Ask the expert: online learning vs classroom learning | MSU Today


Christine greenhow, associate professor of educational technology in the College of Education, and 2018 recipient of the MSU Teacher-Scholar Award, answers questions about online and classroom learning during our second school year in the face of the pandemic.

What does the new K-12 school year look like in terms of online or in-person communication?

The return to a “new, relatively normal”The school year is anything but. As educators, parents and students, we have the opportunity to rethink what education can and should be like.

With the delta variant of COVID-19 peaking cases and hospitalizations across the United States, concerns over mask warrants, vaccination status, breakthrough infections and the growing vulnerability of children under 12 who do not have the opportunity to get vaccinated, all of this causes uncertainty as schools resume. Already, schools in some states have temporarily closed. Many offer in-person and online learning options, and families are register. We have the opportunity to be smarter in the way we educate, incorporating what we have learned from a year of distance teaching and learning.

What are the new opportunities and challenges of online learning?

After running to reduce barriers to online teaching and learning since the spring of 2020, K-12 education is expected to continue pushing for expanded technology infrastructure, teacher development, and student development. virtual learning options to improve long-term education. For learners who prefer or cannot attend school in person for various reasons, the continuous option of virtual learning, with trained teachers and supported families, is an opportunity for continuous improvement.. In addition, the rise of teleworking is here to stay; with e-learning we have the opportunity to prepare students for their future jobs.

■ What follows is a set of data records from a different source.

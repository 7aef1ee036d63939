use super::header::{
	ChannelMode, Header, Layer, MpegVersion, VbrHeader, VbrHeaderType, find_frame_header,
};
use crate::config::ParseOptions;
use crate::error::Result;
use crate::io::{FileLike, FileStream};
use crate::macros::decode_err;
use crate::properties::Codec;
use crate::util::math::RoundedDivision;

use std::io::SeekFrom;
use std::time::Duration;

/// Parse the MPEG audio stream between `media_start` and `media_end`
///
/// The first frame header is searched within the junk window; failing to find
/// one fails the whole parse, since the primary header is mandatory.
pub(crate) fn read_properties<F: FileLike>(
	stream: &mut FileStream<F>,
	media_start: u64,
	media_end: u64,
	parse_options: ParseOptions,
) -> Result<Vec<Codec>> {
	let max_search = parse_options.max_junk_bytes as u64;

	let Some((frame_offset, header)) =
		find_frame_header(stream, media_start, Some(max_search))?
	else {
		decode_err!(@BAIL Mpeg, "File contains an invalid frame");
	};

	if header.sample_rate == 0 {
		decode_err!(@BAIL Mpeg, "Sample rate is 0");
	}

	// Try to read a Xing/Info/VBRI header at its version- and channel-mode-
	// dependent offset within the first frame
	stream.seek(SeekFrom::Start(frame_offset + u64::from(header.data_start)))?;
	let vbr_block = stream.read_block(32)?;
	let vbr_header = VbrHeader::parse(&vbr_block);

	let stream_len = media_end.saturating_sub(frame_offset);
	let codec = build_codec(&header, vbr_header, stream_len);

	Ok(vec![codec])
}

/// Compute duration and bitrate for a located stream
///
/// With a valid VBR descriptor the frame count is exact:
/// `duration = (samples_per_frame / sample_rate) * total_frames`.
/// Otherwise the constant-bitrate formula applies:
/// `frames = ceil(stream_len / frame_len)`,
/// `duration = frame_len * frames / (bitrate * 125)`.
pub(crate) fn build_codec(header: &Header, vbr_header: Option<VbrHeader>, stream_len: u64) -> Codec {
	let channels = if header.channel_mode == ChannelMode::SingleChannel {
		1
	} else {
		2
	};

	let mut duration = Duration::ZERO;
	let mut bitrate = header.bitrate;

	match vbr_header {
		Some(vbr) if vbr.is_valid() => {
			let ty = match vbr.ty {
				VbrHeaderType::Xing => "Xing",
				VbrHeaderType::Info => "Info",
				VbrHeaderType::Vbri => "VBRI",
			};
			log::debug!("MPEG: Valid {ty} header; using it to calculate duration");

			let samples_per_frame = u64::from(header.samples);
			let total_frames = u64::from(vbr.frames);

			let length_ms =
				(samples_per_frame * 1000 * total_frames).div_round(u64::from(header.sample_rate));

			if length_ms > 0 {
				duration = Duration::from_millis(length_ms);
				bitrate = ((u64::from(vbr.size) * 8) / length_ms) as u32;
			}
		},
		_ => {
			if stream_len > 0 {
				let frame_len = u64::from(header.len);
				let frames = stream_len.div_ceil(frame_len);

				let length_ms =
					(frame_len * frames * 1000).div_round(u64::from(header.bitrate) * 125);
				duration = Duration::from_millis(length_ms);
			}
		},
	}

	Codec::audio(
		description(header),
		duration,
		bitrate,
		header.sample_rate,
		channels,
		0,
	)
}

fn description(header: &Header) -> String {
	let version = match header.version {
		MpegVersion::V1 => "1",
		MpegVersion::V2 => "2",
		MpegVersion::V2_5 => "2.5",
		MpegVersion::V4 => "4",
	};

	let layer = match header.layer {
		Layer::Layer1 => 1,
		Layer::Layer2 => 2,
		Layer::Layer3 => 3,
	};

	format!("MPEG Version {version} Audio, Layer {layer}")
}

#[cfg(test)]
mod tests {
	use super::read_properties;
	use crate::config::ParseOptions;
	use crate::io::FileStream;

	use std::io::Cursor;
	use std::time::Duration;

	// 128 kbps, 44.1 kHz, stereo, layer 3, version 1; frame length 417
	const CBR_HEADER: u32 = 0xFFFB_9000;
	const FRAME_LEN: usize = 417;

	fn cbr_frame() -> Vec<u8> {
		let mut frame = vec![0u8; FRAME_LEN];
		frame[..4].copy_from_slice(&CBR_HEADER.to_be_bytes());
		frame
	}

	#[test_log::test]
	fn cbr_stream_with_leading_junk() {
		// A valid sync buried at offset 17
		let mut data = vec![0u8; 17];
		data.extend_from_slice(&cbr_frame());
		data.extend_from_slice(&cbr_frame());

		let len = data.len() as u64;
		let mut stream = FileStream::new(Cursor::new(data));

		let codecs = read_properties(&mut stream, 0, len, ParseOptions::new()).unwrap();
		let codec = &codecs[0];

		assert_eq!(codec.description(), "MPEG Version 1 Audio, Layer 3");

		// stream length 834 -> 2 whole frames -> 417 * 2 * 1000 / (128 * 125) ms
		let expected = (417u64 * 2 * 1000 + (128 * 125) / 2) / (128 * 125);
		assert_eq!(codec.duration(), Duration::from_millis(expected));
	}

	#[test_log::test]
	fn cbr_partial_trailing_frame_counts() {
		let mut data = cbr_frame();
		data.extend_from_slice(&cbr_frame()[..100]);

		let len = data.len() as u64;
		let mut stream = FileStream::new(Cursor::new(data));

		let codecs = read_properties(&mut stream, 0, len, ParseOptions::new()).unwrap();

		// 517 bytes -> ceil(517 / 417) = 2 frames
		let expected = (417u64 * 2 * 1000 + (128 * 125) / 2) / (128 * 125);
		assert_eq!(codecs[0].duration(), Duration::from_millis(expected));
	}

	#[test_log::test]
	fn xing_header_overrides_cbr_math() {
		let mut first_frame = cbr_frame();

		// The Xing block sits at data_start (36) within the first frame
		let mut xing = Vec::new();
		xing.extend_from_slice(b"Xing");
		xing.extend_from_slice(&3u32.to_be_bytes());
		xing.extend_from_slice(&1000u32.to_be_bytes()); // frames
		xing.extend_from_slice(&500_000u32.to_be_bytes()); // bytes
		first_frame[36..36 + xing.len()].copy_from_slice(&xing);

		let mut data = first_frame;
		data.extend_from_slice(&cbr_frame());

		let len = data.len() as u64;
		let mut stream = FileStream::new(Cursor::new(data));

		let codecs = read_properties(&mut stream, 0, len, ParseOptions::new()).unwrap();
		let codec = &codecs[0];

		// 1152 samples * 1000 * 1000 frames / 44100 Hz, rounded
		let expected = (1152u64 * 1000 * 1000 + 44100 / 2) / 44100;
		assert_eq!(codec.duration(), Duration::from_millis(expected));
	}

	#[test_log::test]
	fn missing_primary_header_fails() {
		let data = vec![0u8; 2048];
		let len = data.len() as u64;
		let mut stream = FileStream::new(Cursor::new(data));

		assert!(read_properties(&mut stream, 0, len, ParseOptions::new()).is_err());
	}
}
pub(crate) const APE_PREAMBLE: &[u8; 8] = b"APETAGEX";

/// The APE tag version written by this crate
pub(crate) const APE_VERSION: u32 = 2000;

/// The size of an APE header/footer
pub(crate) const APE_ENVELOPE_SIZE: u32 = 32;

/// Keys that conflict with other formats' markers and may not be used for items
pub(crate) const INVALID_KEYS: [&str; 4] = ["ID3", "TAG", "OGGS", "MP+"];

/// The item keys carrying embedded cover art
pub(crate) const APE_PICTURE_TYPES: [&str; 3] = [
	"Cover Art (Front)",
	"Cover Art (Back)",
	"Cover Art (Other)",
];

The challenges are that students need high-quality, multiple interactions with teachers, peers, and subjects when in-person classes move online, which requires an overhaul of teaching. We know from research that pedagogy is important. Educators can’t just scan the textbook, record the lesson, upload it, and expect the same or better learning.

Teachers need to distill their key goals and take advantage of technological features to achieve them. Well used – online chat, discussion forums, replayable video lessons, online meetings, etc. But educators, students and their families will need continued investment in advice and supports.

Have we, as a country, closed the Internet access gap in urban / rural neighborhoods?

According to the National Internet Access Surveys, we have made progress in rural areas with more broadband at home and greater use of mobile technology, but not as much change in urban and suburban areas, and the gaps between rural, suburban and urban areas persist.

To bring students and teachers online, schools have provided tablets, laptops, mobile Wi-Fi hotspots and other resources, but inequalities persist, which in turn predicted persistent gaps in the quality of students’ online and offline learning experiences.

What have we learned from two years of distance learning?


We learned that
connection and community are the key. At the start of the pandemic, K-12 online education included few synchronous ‘live’ interactions between teachers and students as teachers put materials online and quickly rethink approaches, but over time, the level of interaction increased to promote student engagement.t.

We also learned that building community through technology is so important. In the absence of school-based training, for example, teachers turned to teachers on social media for answers to their questions. We have learned that ssocial media platforms can play an important role in the learning.

Now that the majority of teachers have incorporated some form of distance learning, we should take advantage of the pedagogical benefits that distance learning has revealed, while reducing costs.

What do we know about the learning loss during these two years?

This question is difficult to answer. Indeed, some teachers and students wonder: Loss of what? Loss for whom? Who wins now? These are questions because their online schooling experience has resulted in gains of all kinds. We have the chance to think how we typically taught, assessed and held students accountable for their learning, and rethinking who loses and who wins from returning to the past.

How can teachers better use social media in education?

Before the pandemic, teachers had a lot of flexibility in how much and whether to teach online and personalize students’ digital learning. Students have largely pursued their interests and opportunities outside of school on social media through YouTube, Instagram, Snapchat, Twitter and other platforms.

But the pandemic has forced American teachers and students into some form of online teaching and learning. The teachers themselves have researched personal and professional digital learning networks on social media to meet their needs, especially to learn from other teachers outside their district who had more experience teaching online.

Seeing the value of social media for their own just-in-time learning and strengthening their community can pave the way for the use of social media in their teaching. Teachers can use social media to stay in touch with their students and help students stay in touch with each other. Teachers can use social media to teach students about citizenship and how to critically participate in civic conversations.

In short, we shouldn’t be thinking of ‘online learning versus classroom learning’ – like either one – but how to combine them, in the best possible way, to meet students, families and educators where they are now.